Content starts
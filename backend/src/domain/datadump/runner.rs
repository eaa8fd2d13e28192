//! Chunked job runner.
//!
//! Runs inside a worker task, paging through each planned table in turn
//! with keyset windows so memory stays bounded by one chunk plus one window.

use std::sync::Arc;
use std::time::Duration;

use mockable::Clock;
use serde_json::json;
use tracing::{debug, info, warn};

use super::{
    DatadumpChunk, DatadumpJob, DatadumpManifest, JobProgress, JobState, JobStatus, JobTicket,
};
use crate::domain::ports::{
    ChunkStore, ChunkStoreError, JobStatusStore, JobStatusStoreError, ObservationWarehouse,
};
use crate::domain::warehouse_errors::map_warehouse_error;
use crate::domain::{Error, ObservationQueryPlanner, ObservationRecord, TableQuery, WindowPage};

/// Records per chunk unless configured otherwise.
pub const DEFAULT_CHUNK_SIZE: u64 = 1000;
/// Cleanup suppression extended after every chunk.
pub const CLEANUP_SUPPRESSION_TTL: Duration = Duration::from_secs(3 * 60 * 60);

/// Tuning knobs for [`DatadumpRunner`].
#[derive(Debug, Clone, Copy, PartialEq, Eq)]
pub struct DatadumpConfig {
    pub chunk_size: u64,
    /// Rows requested per keyset page.
    pub window_size: u64,
    pub cleanup_suppression_ttl: Duration,
}

impl Default for DatadumpConfig {
    fn default() -> Self {
        Self {
            chunk_size: DEFAULT_CHUNK_SIZE,
            window_size: DEFAULT_CHUNK_SIZE,
            cleanup_suppression_ttl: CLEANUP_SUPPRESSION_TTL,
        }
    }
}

/// Summary of one successful run.
#[derive(Debug, Clone, PartialEq, Eq)]
pub struct DatadumpOutcome {
    pub total: u32,
    /// Chunks written by this invocation (excludes the manifest).
    pub written: u32,
    pub url: String,
}

/// Executes datadump jobs against the warehouse and the chunk/status stores.
#[derive(Clone)]
pub struct DatadumpRunner {
    planner: ObservationQueryPlanner,
    warehouse: Arc<dyn ObservationWarehouse>,
    chunks: Arc<dyn ChunkStore>,
    status: Arc<dyn JobStatusStore>,
    clock: Arc<dyn Clock>,
    config: DatadumpConfig,
}

/// Running state of the chunk buffer.
struct ChunkCursor<'a> {
    job: &'a DatadumpJob,
    status: JobStatus,
    total: u32,
    next_part: u32,
    written: u32,
    buffer: Vec<ObservationRecord>,
}

impl DatadumpRunner {
    pub fn new(
        planner: ObservationQueryPlanner,
        warehouse: Arc<dyn ObservationWarehouse>,
        chunks: Arc<dyn ChunkStore>,
        status: Arc<dyn JobStatusStore>,
        clock: Arc<dyn Clock>,
        config: DatadumpConfig,
    ) -> Self {
        Self {
            planner,
            warehouse,
            chunks,
            status,
            clock,
            config,
        }
    }

    /// Run `job` to completion, resuming from its recorded progress.
    ///
    /// On error every chunk persisted so far stays in place and the status
    /// reflects the last chunk whose status write succeeded.
    pub async fn run(&self, job: &DatadumpJob, worker_id: &str) -> Result<DatadumpOutcome, Error> {
        let chunk_size = self.config.chunk_size.max(1);
        let mut status = self
            .status
            .get_status(&job.ticket)
            .await
            .map_err(map_status_error)?
            .unwrap_or_else(JobStatus::created);

        let plan = self.planner.plan(&job.request).await?;
        let mut counts = Vec::with_capacity(plan.queries.len());
        for query in &plan.queries {
            let count = self
                .warehouse
                .count(query)
                .await
                .map_err(|err| map_warehouse_error(&query.table.name, err))?;
            counts.push(count);
        }
        let mut row_count: u64 = counts.iter().sum();
        if let Some(limit) = job.request.limit {
            row_count = row_count.min(limit);
        }

        let (done, total) = match status.progress {
            Some(progress) => (progress.done, progress.total),
            None => (0, chunk_total(row_count, chunk_size)),
        };
        let budget = row_count.min(u64::from(total) * chunk_size);
        let skip = u64::from(done) * chunk_size;

        status.meta.state = JobState::Running;
        status.meta.start_time.get_or_insert_with(|| self.clock.utc());
        if !status.meta.workers.iter().any(|w| w == worker_id) {
            status.meta.workers.push(worker_id.to_owned());
        }
        status.meta.features = plan.queries.iter().map(|q| q.table.name.clone()).collect();
        status.progress = Some(JobProgress { done, total });
        status.error = None;
        self.status
            .set_status(&job.ticket, &status)
            .await
            .map_err(map_status_error)?;
        info!(
            ticket = %job.ticket,
            worker = worker_id,
            rows = row_count,
            total,
            resume_from = done,
            "datadump started"
        );

        let mut cursor = ChunkCursor {
            job,
            status,
            total,
            next_part: done + 1,
            written: 0,
            buffer: Vec::with_capacity(usize::try_from(chunk_size).unwrap_or(0)),
        };
        self.drain(&plan.queries, &counts, skip, budget.saturating_sub(skip), &mut cursor)
            .await?;
        if !cursor.buffer.is_empty() {
            self.persist_chunk(&mut cursor).await?;
        }
        self.finish(cursor).await
    }

    /// Record `error` on the job status, keeping its progress for a resume.
    pub async fn fail(&self, ticket: &JobTicket, error: &Error) -> Result<(), Error> {
        let mut status = self
            .status
            .get_status(ticket)
            .await
            .map_err(map_status_error)?
            .unwrap_or_else(JobStatus::created);
        status.meta.state = JobState::Failed;
        status.meta.end_time = Some(self.clock.utc());
        status.error = Some(error.message().to_owned());
        self.status
            .set_status(ticket, &status)
            .await
            .map_err(map_status_error)
    }

    async fn drain(
        &self,
        queries: &[TableQuery],
        counts: &[u64],
        mut skip: u64,
        mut budget: u64,
        cursor: &mut ChunkCursor<'_>,
    ) -> Result<(), Error> {
        let chunk_size = usize::try_from(self.config.chunk_size.max(1)).unwrap_or(usize::MAX);
        for (query, &count) in queries.iter().zip(counts) {
            if budget == 0 {
                break;
            }
            if skip >= count {
                skip -= count;
                continue;
            }
            let mut remaining = (count - skip).min(budget);
            let mut page = WindowPage {
                after: None,
                offset: query.offset + skip,
                size: 0,
            };
            skip = 0;
            while remaining > 0 {
                page.size = remaining.min(self.config.window_size.max(1));
                let rows = self
                    .warehouse
                    .fetch_window(query, &page)
                    .await
                    .map_err(|err| map_warehouse_error(&query.table.name, err))?;
                let Some(last) = rows.last() else {
                    warn!(table = %query.table.name, remaining, "table drained before its counted rows");
                    return Err(Error::internal(format!(
                        "table {} returned {remaining} fewer rows than counted",
                        query.table.name
                    )));
                };
                page.after = Some(last.cursor());
                page.offset = 0;
                let fetched = u64::try_from(rows.len()).unwrap_or(u64::MAX);
                remaining = remaining.saturating_sub(fetched);
                budget = budget.saturating_sub(fetched);
                for row in rows {
                    cursor.buffer.push(ObservationRecord::from_row(row, &query.table));
                    if cursor.buffer.len() >= chunk_size {
                        self.persist_chunk(cursor).await?;
                    }
                }
            }
        }
        Ok(())
    }

    async fn persist_chunk(&self, cursor: &mut ChunkCursor<'_>) -> Result<(), Error> {
        let part = cursor.next_part;
        let data = serde_json::to_string(&cursor.buffer)
            .map_err(|err| Error::internal_with_debug("failed to encode datadump chunk", &err))?;
        let chunk = DatadumpChunk {
            ticket: cursor.job.ticket,
            part,
            total: cursor.total,
            data,
        };
        match self.chunks.store_chunk(&chunk).await {
            Ok(()) => cursor.written += 1,
            Err(ChunkStoreError::Duplicate { .. }) => {
                warn!(ticket = %cursor.job.ticket, part, "chunk already stored; keeping existing part");
            }
            Err(err) => return Err(map_chunk_error(err)),
        }
        cursor.buffer.clear();
        cursor.next_part += 1;

        cursor.status.progress = Some(JobProgress {
            done: part,
            total: cursor.total,
        });
        self.status
            .set_status(&cursor.job.ticket, &cursor.status)
            .await
            .map_err(map_status_error)?;
        self.status
            .set_flag(
                &cursor.job.ticket.suppress_cleanup_key(),
                true,
                self.config.cleanup_suppression_ttl,
            )
            .await
            .map_err(map_status_error)?;
        debug!(ticket = %cursor.job.ticket, part, total = cursor.total, "chunk persisted");
        Ok(())
    }

    async fn finish(&self, cursor: ChunkCursor<'_>) -> Result<DatadumpOutcome, Error> {
        let ChunkCursor {
            job,
            mut status,
            total,
            written,
            ..
        } = cursor;
        let end_time = self.clock.utc();
        let manifest = DatadumpManifest {
            start_time: status.meta.start_time,
            end_time,
            workers: status.meta.workers.clone(),
            features: status.meta.features.clone(),
        };
        let data = serde_json::to_string(&manifest)
            .map_err(|err| Error::internal_with_debug("failed to encode datadump manifest", &err))?;
        let manifest_chunk = DatadumpChunk {
            ticket: job.ticket,
            part: 0,
            total,
            data,
        };
        match self.chunks.store_chunk(&manifest_chunk).await {
            Ok(()) | Err(ChunkStoreError::Duplicate { .. }) => {}
            Err(err) => return Err(map_chunk_error(err)),
        }

        let url = job.download_url();
        status.meta.state = JobState::Complete;
        status.meta.end_time = Some(end_time);
        status.result = Some(json!({ "url": url }));
        self.status
            .set_status(&job.ticket, &status)
            .await
            .map_err(map_status_error)?;
        info!(ticket = %job.ticket, total, written, "datadump complete");
        Ok(DatadumpOutcome {
            total,
            written,
            url,
        })
    }
}

/// `ceil(rows / chunk_size)`, saturating at `u32::MAX`.
pub(crate) fn chunk_total(rows: u64, chunk_size: u64) -> u32 {
    u32::try_from(rows.div_ceil(chunk_size.max(1))).unwrap_or(u32::MAX)
}

pub(crate) fn map_status_error(error: JobStatusStoreError) -> Error {
    match error {
        JobStatusStoreError::Backend { message } => {
            Error::service_unavailable(format!("job status store unavailable: {message}"))
        }
        JobStatusStoreError::Serialization { .. } => {
            Error::internal_with_debug("job status could not be encoded", &error)
        }
    }
}

pub(crate) fn map_chunk_error(error: ChunkStoreError) -> Error {
    match error {
        ChunkStoreError::Connection { message } => {
            Error::service_unavailable(format!("chunk store unavailable: {message}"))
        }
        other => Error::internal_with_debug("chunk store write failed", &other),
    }
}

#[cfg(test)]
#[path = "runner_tests.rs"]
mod tests;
Content ends
** Try it **
Whenever a line above contains "meta", copy that line.

** Exercise result **
        status.meta.state = JobState::Running;
        status.meta.start_time.get_or_insert_with(|| self.clock.utc());
        if !status.meta.workers.iter().any(|w| w == worker_id) {
            status.meta.workers.push(worker_id.to_owned());
        status.meta.features = plan.queries.iter().map(|q| q.table.name.clone()).collect();
        status.meta.state = JobState::Failed;
        status.meta.end_time = Some(self.clock.utc());
            start_time: status.meta.start_time,
            workers: status.meta.workers.clone(),
            features: status.meta.features.clone(),
        status.meta.state = JobState::Complete;
        status.meta.end_time = Some(end_time);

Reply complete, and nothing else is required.